In Oxford a few weeks ago I picked up two science fiction books, Bear’s City at the End of Time, which was mostly disappointing mysticism, and Baxter’s Flood, which I came to greatly respect, at least until I learned of its sequel.
Flood is in the great "one assumption" hard science fiction tradition, making one implausible but hardly impossible assumption, and projecting its implications as faithfully as possible. The one assumption here is that the vast quantities of water held in Earth’s mantle, far more than in its oceans, start seeping out about 2015. At first ocean levels rise about a meter in five years, but the rate steadily grows 14% a year – a rate that could cover Everest in three decades or so.
The book focuses on a few relatively rich and well-connected individuals, who go from denial to crisis management to more desperate measures. They move out of flooded areas, and hitch their wagons to groups seeking higher ground in ways ranging from uncaring to horrific, justified in terms of saving what they can of civilization. At each stage the poor and less well connected are seen drowning or floating off on makeshift rafts, presumably to their doom. To say more I must give spoilers, which are below the fold.
The reader keeps expecting a solution but none comes, and in the end a last tech-filled cruise ship floats among a few hostile primitive raft-based fishermen. The ship visits cannibalism in the Tibetan highlands and a last ditch hunkering down at NORAD, and then the ship is torpedoed by pirates. Our remaining heroes are last seen among raft primitives. The end.
At that point I thought "brilliant!" The unsaid lesson is clear on reflection – humanity had clear warning about the likely outcome but was so obsessed with saving civilization that it neglected the more important goal: saving humanity. Knowing all land would soon be gone, and that industry was almost impossible to save, they should have tried hard to develop viable rafting hunter-gatherer societies to survive perhaps millennia until waters recede. But instead proto-rafters were rudely stepped on in the race to save tech on higher ground.
Alas looking at reviews after finishing the book, I learned a sequel called Ark comes out next year. And looking closely I see hints that NORAD launched a spaceship ark just before the end.
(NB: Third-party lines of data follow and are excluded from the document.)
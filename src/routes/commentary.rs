//! Match commentary endpoints, nested under a match identifier.

use axum::{
    Json, Router,
    extract::{Path, Query, State},
    http::StatusCode,
    routing::{delete, get},
};
use validator::Validate;

use crate::{
    dto::commentary::{CommentarySummary, CreateCommentaryRequest, ListCommentaryQuery},
    error::AppError,
    services::commentary_service,
    state::SharedState,
};

/// Routes handling commentary listing, creation, and deletion.
pub fn router() -> Router<SharedState> {
    Router::new()
        .route(
            "/matches/{id}/commentary",
            get(list_commentary).post(create_commentary),
        )
        .route(
            "/matches/{id}/commentary/{commentary_id}",
            delete(delete_commentary),
        )
}

/// List commentary for a match, newest first.
#[utoipa::path(
    get,
    path = "/matches/{id}/commentary",
    tag = "commentary",
    params(
        ("id" = i64, Path, description = "Identifier of the match"),
        ListCommentaryQuery
    ),
    responses(
        (status = 200, description = "Commentary listed", body = [CommentarySummary]),
        (status = 404, description = "Match not found")
    )
)]
pub async fn list_commentary(
    State(state): State<SharedState>,
    Path(id): Path<i64>,
    Query(query): Query<ListCommentaryQuery>,
) -> Result<Json<Vec<CommentarySummary>>, AppError> {
    query.validate()?;
    let entries = commentary_service::list_commentary(&state, id, query).await?;
    Ok(Json(entries))
}

/// Append a commentary entry and deliver it to the match's subscribers.
#[utoipa::path(
    post,
    path = "/matches/{id}/commentary",
    tag = "commentary",
    params(("id" = i64, Path, description = "Identifier of the match")),
    request_body = CreateCommentaryRequest,
    responses(
        (status = 201, description = "Commentary created", body = CommentarySummary),
        (status = 404, description = "Match not found")
    )
)]
pub async fn create_commentary(
    State(state): State<SharedState>,
    Path(id): Path<i64>,
    Json(payload): Json<CreateCommentaryRequest>,
) -> Result<(StatusCode, Json<CommentarySummary>), AppError> {
    payload.validate()?;
    let summary = commentary_service::add_commentary(&state, id, payload).await?;
    Ok((StatusCode::CREATED, Json(summary)))
}

/// Delete a commentary entry scoped to its match.
#[utoipa::path(
    delete,
    path = "/matches/{id}/commentary/{commentary_id}",
    tag = "commentary",
    params(
        ("id" = i64, Path, description = "Identifier of the match"),
        ("commentary_id" = i64, Path, description = "Identifier of the commentary entry")
    ),
    responses(
        (status = 200, description = "Commentary deleted", body = CommentarySummary),
        (status = 404, description = "Commentary entry not found")
    )
)]
pub async fn delete_commentary(
    State(state): State<SharedState>,
    Path((id, commentary_id)): Path<(i64, i64)>,
) -> Result<Json<CommentarySummary>, AppError> {
    let summary = commentary_service::delete_commentary(&state, id, commentary_id).await?;
    Ok(Json(summary))
}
And so alas I fear the sequel will have this ark survive in space until receding waters allow a return to rebuild civilization – a completely implausible scenario that destroys the important moral that a lone Flood could have told. Sigh – shades of the idiot sequels to the great Matrix movie.
Robin,
I'm struggling to recall a Baxter novel where it all comes right in the end..
Also just happened upon your site ..I was looking for a review of Flood!
Sorry, just googling through looking for something else, but I just have to say that this --
"this ark survive in space until receding waters allow a return to rebuild civilization"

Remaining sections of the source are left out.